Exercise details → Print nothing but the lines below starting at the line that holds "if forward.length_squared() >" and ending at the line that holds "camera.look_at(Vec3::ZERO);", including both, each exactly as written.

┌────────

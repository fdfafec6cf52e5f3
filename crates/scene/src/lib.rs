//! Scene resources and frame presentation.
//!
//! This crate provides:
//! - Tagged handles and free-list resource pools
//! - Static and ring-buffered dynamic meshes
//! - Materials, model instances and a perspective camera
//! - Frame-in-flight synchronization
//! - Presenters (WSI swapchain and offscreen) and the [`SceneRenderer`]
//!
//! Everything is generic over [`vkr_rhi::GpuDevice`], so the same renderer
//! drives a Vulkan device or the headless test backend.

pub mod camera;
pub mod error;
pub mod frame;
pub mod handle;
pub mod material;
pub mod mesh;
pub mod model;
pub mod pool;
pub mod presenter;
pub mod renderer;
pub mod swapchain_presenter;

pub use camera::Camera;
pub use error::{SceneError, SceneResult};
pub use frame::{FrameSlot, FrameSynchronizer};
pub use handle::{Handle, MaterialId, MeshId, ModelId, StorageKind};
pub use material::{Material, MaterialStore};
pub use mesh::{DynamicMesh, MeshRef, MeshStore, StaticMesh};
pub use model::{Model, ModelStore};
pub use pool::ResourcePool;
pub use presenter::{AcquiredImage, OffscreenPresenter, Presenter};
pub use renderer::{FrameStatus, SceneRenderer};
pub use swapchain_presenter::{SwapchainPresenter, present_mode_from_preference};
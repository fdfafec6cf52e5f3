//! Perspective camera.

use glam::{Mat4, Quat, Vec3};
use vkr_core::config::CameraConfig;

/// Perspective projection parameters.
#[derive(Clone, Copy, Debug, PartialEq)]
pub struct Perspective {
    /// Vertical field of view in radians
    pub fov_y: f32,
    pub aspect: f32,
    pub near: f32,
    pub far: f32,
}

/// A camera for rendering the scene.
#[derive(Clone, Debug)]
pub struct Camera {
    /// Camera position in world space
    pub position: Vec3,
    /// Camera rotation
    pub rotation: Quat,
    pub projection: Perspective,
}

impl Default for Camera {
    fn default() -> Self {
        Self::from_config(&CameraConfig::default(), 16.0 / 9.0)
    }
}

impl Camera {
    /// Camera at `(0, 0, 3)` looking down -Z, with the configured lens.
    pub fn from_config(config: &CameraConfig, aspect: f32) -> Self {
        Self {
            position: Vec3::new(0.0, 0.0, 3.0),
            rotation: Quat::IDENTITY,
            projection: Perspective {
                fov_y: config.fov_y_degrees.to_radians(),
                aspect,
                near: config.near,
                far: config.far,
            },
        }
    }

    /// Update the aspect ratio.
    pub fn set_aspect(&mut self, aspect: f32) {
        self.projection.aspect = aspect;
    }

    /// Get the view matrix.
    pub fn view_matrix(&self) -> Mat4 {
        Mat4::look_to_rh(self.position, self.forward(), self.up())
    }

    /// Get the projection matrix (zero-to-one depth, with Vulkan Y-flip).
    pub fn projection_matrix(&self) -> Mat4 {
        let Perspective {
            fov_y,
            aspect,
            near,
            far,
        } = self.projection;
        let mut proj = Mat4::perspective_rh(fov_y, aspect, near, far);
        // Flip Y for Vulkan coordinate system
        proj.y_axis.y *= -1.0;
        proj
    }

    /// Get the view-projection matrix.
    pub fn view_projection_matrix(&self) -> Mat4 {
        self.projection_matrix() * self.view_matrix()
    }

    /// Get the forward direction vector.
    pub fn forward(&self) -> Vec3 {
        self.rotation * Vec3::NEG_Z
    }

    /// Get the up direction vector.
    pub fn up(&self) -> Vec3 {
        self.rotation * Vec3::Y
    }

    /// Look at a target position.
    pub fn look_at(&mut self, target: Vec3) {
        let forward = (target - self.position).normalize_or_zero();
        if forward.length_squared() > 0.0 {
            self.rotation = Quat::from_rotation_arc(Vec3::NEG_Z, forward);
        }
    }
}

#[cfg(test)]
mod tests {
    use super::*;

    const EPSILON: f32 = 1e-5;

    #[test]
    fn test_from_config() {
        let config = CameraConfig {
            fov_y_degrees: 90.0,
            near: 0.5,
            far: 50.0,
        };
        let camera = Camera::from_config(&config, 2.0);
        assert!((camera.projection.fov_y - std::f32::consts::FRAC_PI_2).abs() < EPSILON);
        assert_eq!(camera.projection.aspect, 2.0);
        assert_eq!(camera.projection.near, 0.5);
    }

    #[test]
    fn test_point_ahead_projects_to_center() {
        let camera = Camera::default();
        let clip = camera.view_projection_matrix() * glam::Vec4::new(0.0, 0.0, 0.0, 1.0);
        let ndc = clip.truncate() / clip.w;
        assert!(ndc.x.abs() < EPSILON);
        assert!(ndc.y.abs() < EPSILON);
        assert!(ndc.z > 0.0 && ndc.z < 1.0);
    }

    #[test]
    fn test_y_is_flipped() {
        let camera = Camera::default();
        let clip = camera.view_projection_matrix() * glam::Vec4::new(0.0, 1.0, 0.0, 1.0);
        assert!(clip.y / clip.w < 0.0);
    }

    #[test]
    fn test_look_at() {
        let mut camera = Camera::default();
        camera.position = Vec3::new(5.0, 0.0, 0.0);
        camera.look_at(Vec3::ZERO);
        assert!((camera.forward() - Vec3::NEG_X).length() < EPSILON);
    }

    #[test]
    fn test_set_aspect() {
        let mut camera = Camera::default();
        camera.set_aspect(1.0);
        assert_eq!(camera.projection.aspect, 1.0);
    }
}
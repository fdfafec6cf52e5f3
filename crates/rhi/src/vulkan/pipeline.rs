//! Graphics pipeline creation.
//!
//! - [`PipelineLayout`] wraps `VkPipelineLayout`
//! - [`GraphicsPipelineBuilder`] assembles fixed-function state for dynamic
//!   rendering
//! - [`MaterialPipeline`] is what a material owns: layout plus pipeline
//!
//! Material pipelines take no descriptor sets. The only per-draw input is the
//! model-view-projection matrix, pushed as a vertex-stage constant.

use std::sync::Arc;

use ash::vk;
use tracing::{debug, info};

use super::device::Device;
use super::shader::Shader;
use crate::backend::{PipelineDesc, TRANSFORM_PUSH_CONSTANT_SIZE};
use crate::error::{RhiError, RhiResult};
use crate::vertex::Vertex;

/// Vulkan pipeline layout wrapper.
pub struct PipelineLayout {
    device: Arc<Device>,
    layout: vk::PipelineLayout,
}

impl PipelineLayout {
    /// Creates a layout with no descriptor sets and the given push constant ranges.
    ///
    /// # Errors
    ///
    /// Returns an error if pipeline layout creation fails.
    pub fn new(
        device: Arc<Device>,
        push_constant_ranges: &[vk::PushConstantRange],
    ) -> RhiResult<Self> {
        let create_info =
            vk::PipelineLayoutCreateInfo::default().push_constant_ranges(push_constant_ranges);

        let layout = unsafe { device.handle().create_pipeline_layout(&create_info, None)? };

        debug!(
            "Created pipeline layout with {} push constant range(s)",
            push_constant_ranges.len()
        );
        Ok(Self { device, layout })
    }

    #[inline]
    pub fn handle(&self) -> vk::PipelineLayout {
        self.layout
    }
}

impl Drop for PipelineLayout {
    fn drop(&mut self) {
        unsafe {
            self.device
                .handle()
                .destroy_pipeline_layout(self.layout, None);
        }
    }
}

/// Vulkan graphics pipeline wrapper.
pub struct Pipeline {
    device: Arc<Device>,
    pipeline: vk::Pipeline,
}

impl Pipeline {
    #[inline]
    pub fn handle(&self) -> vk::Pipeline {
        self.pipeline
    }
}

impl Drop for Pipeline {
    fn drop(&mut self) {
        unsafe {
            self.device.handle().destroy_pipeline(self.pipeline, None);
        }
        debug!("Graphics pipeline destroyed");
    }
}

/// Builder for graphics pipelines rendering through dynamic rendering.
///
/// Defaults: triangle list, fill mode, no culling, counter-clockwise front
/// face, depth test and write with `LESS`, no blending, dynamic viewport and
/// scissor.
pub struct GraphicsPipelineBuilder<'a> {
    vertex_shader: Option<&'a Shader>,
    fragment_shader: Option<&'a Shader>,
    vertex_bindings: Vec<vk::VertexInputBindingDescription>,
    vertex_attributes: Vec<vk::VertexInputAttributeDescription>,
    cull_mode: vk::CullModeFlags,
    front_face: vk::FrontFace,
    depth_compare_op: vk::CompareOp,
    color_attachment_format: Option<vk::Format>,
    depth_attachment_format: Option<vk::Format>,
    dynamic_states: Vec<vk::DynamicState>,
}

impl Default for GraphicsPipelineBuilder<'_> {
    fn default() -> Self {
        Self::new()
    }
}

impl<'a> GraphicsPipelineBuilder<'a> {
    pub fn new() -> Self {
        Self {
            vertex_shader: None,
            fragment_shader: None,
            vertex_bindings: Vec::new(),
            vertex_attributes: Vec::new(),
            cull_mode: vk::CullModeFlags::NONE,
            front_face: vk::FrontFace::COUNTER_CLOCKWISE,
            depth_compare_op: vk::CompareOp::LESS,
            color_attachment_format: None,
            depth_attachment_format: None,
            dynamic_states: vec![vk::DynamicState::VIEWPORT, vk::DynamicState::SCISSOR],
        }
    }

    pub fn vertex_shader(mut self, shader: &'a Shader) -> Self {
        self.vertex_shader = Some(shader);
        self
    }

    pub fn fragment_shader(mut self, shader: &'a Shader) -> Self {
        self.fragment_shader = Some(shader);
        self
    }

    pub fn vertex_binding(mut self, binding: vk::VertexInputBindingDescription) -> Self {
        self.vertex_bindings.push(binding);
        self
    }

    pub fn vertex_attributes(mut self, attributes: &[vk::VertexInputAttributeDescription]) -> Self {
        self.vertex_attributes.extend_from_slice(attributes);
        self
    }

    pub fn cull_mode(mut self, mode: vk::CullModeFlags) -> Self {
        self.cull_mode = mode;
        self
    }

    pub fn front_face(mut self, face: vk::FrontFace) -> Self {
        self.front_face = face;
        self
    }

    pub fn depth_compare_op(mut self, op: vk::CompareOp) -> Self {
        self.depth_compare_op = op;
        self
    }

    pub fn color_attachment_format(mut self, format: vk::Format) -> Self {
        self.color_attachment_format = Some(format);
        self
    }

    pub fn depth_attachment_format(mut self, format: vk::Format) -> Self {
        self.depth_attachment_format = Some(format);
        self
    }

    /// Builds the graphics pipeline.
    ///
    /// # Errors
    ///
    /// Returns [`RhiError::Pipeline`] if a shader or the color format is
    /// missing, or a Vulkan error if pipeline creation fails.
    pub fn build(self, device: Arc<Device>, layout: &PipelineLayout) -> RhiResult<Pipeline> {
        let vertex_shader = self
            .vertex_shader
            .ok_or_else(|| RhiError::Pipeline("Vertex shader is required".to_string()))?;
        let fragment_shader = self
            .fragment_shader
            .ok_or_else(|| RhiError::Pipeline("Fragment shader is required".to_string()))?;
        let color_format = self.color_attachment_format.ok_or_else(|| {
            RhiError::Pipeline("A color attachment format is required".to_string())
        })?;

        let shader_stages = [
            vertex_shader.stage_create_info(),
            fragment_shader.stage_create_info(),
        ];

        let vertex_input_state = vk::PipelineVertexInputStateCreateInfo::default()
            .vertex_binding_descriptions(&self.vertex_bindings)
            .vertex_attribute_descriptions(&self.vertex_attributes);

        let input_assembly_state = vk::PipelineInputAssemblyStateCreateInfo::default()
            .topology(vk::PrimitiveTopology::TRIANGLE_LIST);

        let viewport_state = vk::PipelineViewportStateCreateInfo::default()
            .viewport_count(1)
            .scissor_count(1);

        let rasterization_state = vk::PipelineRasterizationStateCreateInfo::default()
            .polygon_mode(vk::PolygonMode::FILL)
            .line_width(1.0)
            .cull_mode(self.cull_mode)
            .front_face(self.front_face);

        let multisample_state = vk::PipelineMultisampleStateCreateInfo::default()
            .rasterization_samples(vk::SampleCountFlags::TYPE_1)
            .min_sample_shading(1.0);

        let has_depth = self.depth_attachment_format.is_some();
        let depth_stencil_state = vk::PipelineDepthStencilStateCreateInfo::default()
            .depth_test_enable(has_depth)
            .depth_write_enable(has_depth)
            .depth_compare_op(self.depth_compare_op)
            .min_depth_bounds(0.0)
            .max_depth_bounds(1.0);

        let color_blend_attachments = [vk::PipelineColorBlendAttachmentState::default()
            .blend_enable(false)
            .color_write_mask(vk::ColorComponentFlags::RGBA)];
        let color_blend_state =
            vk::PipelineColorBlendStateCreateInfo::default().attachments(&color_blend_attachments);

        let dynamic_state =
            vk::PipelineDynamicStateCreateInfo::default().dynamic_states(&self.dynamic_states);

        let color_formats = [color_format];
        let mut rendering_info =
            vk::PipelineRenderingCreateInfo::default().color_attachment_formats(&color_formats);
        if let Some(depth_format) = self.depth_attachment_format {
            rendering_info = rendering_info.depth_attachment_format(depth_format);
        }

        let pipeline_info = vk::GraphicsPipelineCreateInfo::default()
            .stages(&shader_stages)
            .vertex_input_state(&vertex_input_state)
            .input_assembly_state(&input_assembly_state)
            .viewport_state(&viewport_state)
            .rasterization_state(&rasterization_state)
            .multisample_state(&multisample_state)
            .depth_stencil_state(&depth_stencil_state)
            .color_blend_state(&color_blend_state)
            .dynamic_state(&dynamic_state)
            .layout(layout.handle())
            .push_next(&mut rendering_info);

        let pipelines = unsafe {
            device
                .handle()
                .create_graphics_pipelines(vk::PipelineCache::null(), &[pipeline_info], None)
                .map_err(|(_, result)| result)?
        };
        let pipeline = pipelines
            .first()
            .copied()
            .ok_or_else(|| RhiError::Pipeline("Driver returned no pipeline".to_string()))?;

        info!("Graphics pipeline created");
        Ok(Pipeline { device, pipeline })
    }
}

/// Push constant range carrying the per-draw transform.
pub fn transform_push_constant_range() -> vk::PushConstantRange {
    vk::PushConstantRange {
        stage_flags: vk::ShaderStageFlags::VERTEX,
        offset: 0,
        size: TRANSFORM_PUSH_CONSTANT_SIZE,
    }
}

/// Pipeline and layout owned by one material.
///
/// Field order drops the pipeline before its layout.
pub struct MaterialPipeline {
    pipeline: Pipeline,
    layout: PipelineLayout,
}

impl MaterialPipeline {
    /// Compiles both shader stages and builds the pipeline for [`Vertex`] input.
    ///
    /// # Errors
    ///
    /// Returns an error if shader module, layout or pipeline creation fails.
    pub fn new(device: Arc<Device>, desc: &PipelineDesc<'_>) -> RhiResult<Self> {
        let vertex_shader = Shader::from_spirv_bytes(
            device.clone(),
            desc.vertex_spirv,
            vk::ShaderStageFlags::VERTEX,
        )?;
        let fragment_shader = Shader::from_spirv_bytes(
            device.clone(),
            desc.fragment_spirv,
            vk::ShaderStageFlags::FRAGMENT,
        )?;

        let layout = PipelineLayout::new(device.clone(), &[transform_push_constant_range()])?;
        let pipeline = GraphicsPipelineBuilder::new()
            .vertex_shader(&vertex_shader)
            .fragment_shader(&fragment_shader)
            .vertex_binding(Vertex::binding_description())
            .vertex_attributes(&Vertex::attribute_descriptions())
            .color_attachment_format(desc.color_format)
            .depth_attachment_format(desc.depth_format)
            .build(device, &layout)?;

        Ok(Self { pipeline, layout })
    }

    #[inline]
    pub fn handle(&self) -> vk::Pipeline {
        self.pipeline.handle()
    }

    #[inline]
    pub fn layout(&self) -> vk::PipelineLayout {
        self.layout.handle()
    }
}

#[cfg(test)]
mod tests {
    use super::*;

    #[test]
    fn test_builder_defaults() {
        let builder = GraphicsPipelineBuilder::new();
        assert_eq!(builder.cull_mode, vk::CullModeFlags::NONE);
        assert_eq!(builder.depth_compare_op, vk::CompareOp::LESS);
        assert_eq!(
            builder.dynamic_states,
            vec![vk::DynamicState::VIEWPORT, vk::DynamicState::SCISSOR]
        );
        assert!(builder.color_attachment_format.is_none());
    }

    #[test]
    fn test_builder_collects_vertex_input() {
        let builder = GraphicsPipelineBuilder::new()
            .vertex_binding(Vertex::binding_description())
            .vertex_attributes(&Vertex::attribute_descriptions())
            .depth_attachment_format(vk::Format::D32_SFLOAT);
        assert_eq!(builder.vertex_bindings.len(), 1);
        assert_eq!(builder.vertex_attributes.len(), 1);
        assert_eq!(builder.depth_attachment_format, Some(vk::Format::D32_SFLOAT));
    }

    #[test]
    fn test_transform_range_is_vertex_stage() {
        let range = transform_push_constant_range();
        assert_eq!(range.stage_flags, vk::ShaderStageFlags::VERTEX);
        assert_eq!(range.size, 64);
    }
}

└────────
┌────────

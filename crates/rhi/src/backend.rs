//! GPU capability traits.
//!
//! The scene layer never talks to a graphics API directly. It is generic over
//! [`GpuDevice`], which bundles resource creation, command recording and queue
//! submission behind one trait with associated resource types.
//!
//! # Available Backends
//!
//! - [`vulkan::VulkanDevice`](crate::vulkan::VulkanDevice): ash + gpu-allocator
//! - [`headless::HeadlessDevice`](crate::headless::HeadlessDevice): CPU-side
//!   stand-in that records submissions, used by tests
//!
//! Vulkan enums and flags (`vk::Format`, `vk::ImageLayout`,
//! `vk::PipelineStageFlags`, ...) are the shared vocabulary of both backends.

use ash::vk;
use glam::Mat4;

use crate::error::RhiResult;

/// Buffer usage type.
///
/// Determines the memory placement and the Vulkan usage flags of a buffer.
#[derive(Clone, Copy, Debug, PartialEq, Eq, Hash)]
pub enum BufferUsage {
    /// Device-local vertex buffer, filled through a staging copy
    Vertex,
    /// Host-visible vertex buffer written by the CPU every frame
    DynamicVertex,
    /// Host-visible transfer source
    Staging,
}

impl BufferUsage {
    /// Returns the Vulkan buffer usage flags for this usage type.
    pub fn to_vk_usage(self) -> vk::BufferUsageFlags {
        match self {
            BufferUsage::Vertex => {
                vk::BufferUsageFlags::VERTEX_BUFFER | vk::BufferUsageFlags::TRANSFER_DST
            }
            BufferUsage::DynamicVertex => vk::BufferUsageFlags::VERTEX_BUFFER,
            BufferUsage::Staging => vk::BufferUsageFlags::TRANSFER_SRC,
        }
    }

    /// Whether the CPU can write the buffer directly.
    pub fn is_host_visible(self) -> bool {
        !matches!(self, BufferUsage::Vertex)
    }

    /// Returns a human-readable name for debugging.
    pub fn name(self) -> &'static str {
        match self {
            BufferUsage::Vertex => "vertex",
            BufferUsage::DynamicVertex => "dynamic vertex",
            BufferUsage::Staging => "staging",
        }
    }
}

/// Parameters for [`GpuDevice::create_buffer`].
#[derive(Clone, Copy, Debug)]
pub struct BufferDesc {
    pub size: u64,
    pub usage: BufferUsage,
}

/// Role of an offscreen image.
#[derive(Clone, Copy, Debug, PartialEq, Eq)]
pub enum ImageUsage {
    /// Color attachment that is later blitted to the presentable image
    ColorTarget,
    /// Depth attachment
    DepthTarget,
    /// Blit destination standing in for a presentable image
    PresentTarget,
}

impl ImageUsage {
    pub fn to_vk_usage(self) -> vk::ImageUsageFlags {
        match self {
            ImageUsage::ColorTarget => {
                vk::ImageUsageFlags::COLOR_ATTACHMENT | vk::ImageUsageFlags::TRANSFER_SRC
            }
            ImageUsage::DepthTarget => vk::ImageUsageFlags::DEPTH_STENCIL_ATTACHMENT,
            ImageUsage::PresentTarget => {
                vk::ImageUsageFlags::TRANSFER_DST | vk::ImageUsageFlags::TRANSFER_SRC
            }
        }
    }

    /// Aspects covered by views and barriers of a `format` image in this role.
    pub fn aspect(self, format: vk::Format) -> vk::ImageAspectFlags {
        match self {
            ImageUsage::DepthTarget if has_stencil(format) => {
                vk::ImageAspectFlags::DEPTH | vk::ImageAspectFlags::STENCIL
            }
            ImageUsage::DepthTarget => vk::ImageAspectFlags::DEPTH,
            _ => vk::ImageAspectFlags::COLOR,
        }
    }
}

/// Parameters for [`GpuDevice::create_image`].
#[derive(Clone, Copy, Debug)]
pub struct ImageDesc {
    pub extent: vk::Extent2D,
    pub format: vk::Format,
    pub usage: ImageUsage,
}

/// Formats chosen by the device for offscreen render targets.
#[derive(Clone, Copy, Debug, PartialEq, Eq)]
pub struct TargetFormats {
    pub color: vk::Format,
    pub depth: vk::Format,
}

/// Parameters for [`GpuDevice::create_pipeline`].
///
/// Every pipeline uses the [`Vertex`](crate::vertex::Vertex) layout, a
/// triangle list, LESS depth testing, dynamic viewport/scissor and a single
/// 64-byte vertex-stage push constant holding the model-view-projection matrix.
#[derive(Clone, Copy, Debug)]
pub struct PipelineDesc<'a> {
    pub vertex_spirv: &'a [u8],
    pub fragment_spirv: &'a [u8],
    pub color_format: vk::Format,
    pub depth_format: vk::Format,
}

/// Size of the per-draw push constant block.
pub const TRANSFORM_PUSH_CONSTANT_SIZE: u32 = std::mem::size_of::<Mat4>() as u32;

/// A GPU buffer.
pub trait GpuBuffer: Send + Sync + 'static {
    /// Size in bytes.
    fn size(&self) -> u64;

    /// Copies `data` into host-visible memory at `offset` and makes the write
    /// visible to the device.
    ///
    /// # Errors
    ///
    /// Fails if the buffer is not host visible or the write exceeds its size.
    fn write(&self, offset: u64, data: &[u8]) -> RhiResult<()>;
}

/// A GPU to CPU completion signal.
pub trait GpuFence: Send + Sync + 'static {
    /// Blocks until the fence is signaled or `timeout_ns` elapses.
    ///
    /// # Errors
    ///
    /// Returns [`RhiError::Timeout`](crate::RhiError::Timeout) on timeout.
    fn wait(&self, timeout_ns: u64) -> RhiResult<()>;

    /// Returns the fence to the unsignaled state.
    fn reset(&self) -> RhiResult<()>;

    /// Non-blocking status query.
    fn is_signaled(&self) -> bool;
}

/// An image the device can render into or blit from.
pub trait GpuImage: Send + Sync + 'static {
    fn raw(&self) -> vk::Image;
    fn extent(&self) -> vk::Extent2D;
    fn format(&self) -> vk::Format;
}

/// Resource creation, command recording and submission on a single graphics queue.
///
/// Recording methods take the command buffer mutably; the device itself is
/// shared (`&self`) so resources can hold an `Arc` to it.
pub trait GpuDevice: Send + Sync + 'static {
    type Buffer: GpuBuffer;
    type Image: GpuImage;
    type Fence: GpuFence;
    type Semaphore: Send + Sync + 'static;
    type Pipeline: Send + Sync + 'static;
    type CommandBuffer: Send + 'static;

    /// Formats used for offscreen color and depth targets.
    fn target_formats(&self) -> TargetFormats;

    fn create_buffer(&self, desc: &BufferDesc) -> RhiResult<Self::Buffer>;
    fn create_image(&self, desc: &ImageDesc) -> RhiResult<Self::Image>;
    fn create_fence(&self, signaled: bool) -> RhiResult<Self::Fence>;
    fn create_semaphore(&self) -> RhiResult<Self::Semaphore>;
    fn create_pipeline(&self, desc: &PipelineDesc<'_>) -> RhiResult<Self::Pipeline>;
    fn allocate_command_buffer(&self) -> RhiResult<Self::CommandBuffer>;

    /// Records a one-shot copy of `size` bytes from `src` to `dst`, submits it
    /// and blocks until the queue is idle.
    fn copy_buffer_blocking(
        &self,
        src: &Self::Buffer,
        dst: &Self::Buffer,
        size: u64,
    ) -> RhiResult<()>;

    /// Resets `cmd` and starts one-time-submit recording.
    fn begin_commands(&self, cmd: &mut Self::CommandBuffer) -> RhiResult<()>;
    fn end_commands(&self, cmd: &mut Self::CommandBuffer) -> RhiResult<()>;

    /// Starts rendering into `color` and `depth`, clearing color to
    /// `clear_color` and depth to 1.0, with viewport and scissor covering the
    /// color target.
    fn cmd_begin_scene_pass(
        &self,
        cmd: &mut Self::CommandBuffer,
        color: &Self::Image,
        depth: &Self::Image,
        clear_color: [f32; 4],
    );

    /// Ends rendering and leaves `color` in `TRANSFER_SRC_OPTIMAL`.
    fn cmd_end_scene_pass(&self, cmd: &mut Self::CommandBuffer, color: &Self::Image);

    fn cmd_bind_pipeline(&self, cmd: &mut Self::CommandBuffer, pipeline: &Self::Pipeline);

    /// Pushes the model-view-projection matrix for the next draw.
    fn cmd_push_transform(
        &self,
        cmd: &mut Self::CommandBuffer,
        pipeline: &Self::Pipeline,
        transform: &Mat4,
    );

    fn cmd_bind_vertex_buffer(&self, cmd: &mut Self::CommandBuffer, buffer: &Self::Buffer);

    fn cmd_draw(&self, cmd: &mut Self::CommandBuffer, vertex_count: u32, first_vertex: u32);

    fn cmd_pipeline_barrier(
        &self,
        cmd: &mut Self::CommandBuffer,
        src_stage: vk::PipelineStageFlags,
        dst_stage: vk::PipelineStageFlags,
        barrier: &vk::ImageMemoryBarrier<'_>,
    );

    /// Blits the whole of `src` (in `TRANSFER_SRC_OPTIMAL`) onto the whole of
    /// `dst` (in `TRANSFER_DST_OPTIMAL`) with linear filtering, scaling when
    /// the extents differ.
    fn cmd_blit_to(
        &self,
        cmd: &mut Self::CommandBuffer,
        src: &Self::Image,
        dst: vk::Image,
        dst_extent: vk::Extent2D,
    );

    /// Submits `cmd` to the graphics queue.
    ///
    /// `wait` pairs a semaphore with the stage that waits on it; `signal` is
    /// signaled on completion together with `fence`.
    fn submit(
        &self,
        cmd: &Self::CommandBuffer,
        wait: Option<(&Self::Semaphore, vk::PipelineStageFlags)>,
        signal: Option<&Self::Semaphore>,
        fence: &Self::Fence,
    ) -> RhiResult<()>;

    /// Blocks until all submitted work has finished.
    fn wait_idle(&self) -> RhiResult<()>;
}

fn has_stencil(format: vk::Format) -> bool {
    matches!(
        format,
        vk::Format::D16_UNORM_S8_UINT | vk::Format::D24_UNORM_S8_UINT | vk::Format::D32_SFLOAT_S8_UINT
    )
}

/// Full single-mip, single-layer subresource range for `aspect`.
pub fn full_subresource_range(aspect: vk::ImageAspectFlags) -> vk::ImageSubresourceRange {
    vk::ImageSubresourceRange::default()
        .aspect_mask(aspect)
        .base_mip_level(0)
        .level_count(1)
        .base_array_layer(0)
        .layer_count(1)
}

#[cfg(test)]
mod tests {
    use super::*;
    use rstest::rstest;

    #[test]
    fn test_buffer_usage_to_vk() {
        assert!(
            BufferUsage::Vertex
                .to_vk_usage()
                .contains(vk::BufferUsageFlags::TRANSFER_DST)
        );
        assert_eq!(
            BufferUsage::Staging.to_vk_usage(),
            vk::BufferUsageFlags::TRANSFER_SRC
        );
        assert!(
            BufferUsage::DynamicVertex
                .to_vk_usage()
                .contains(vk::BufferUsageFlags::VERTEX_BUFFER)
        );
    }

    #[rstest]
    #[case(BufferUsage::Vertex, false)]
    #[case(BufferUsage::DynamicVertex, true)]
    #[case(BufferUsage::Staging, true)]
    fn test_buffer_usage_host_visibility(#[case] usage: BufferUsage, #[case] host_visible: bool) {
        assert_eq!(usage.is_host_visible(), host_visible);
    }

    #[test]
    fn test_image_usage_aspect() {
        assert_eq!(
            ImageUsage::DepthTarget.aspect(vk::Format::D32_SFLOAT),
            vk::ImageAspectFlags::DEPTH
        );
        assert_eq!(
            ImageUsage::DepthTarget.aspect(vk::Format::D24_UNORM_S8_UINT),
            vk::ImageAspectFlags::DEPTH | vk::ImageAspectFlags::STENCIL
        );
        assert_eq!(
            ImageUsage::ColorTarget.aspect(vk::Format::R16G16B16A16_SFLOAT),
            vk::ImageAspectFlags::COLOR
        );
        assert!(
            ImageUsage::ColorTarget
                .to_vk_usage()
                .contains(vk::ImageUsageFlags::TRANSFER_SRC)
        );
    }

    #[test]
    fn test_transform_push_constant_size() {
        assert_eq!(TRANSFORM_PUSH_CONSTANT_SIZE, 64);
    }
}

└────────

Answer area →
        if forward.length_squared() > 0.0 {
            self.rotation = Quat::from_rotation_arc(Vec3::NEG_Z, forward);
        }
    }
}

#[cfg(test)]
mod tests {
    use super::*;

    const EPSILON: f32 = 1e-5;

    #[test]
    fn test_from_config() {
        let config = CameraConfig {
            fov_y_degrees: 90.0,
            near: 0.5,
            far: 50.0,
        };
        let camera = Camera::from_config(&config, 2.0);
        assert!((camera.projection.fov_y - std::f32::consts::FRAC_PI_2).abs() < EPSILON);
        assert_eq!(camera.projection.aspect, 2.0);
        assert_eq!(camera.projection.near, 0.5);
    }

    #[test]
    fn test_point_ahead_projects_to_center() {
        let camera = Camera::default();
        let clip = camera.view_projection_matrix() * glam::Vec4::new(0.0, 0.0, 0.0, 1.0);
        let ndc = clip.truncate() / clip.w;
        assert!(ndc.x.abs() < EPSILON);
        assert!(ndc.y.abs() < EPSILON);
        assert!(ndc.z > 0.0 && ndc.z < 1.0);
    }

    #[test]
    fn test_y_is_flipped() {
        let camera = Camera::default();
        let clip = camera.view_projection_matrix() * glam::Vec4::new(0.0, 1.0, 0.0, 1.0);
        assert!(clip.y / clip.w < 0.0);
    }

    #[test]
    fn test_look_at() {
        let mut camera = Camera::default();
        camera.position = Vec3::new(5.0, 0.0, 0.0);
        camera.look_at(Vec3::ZERO);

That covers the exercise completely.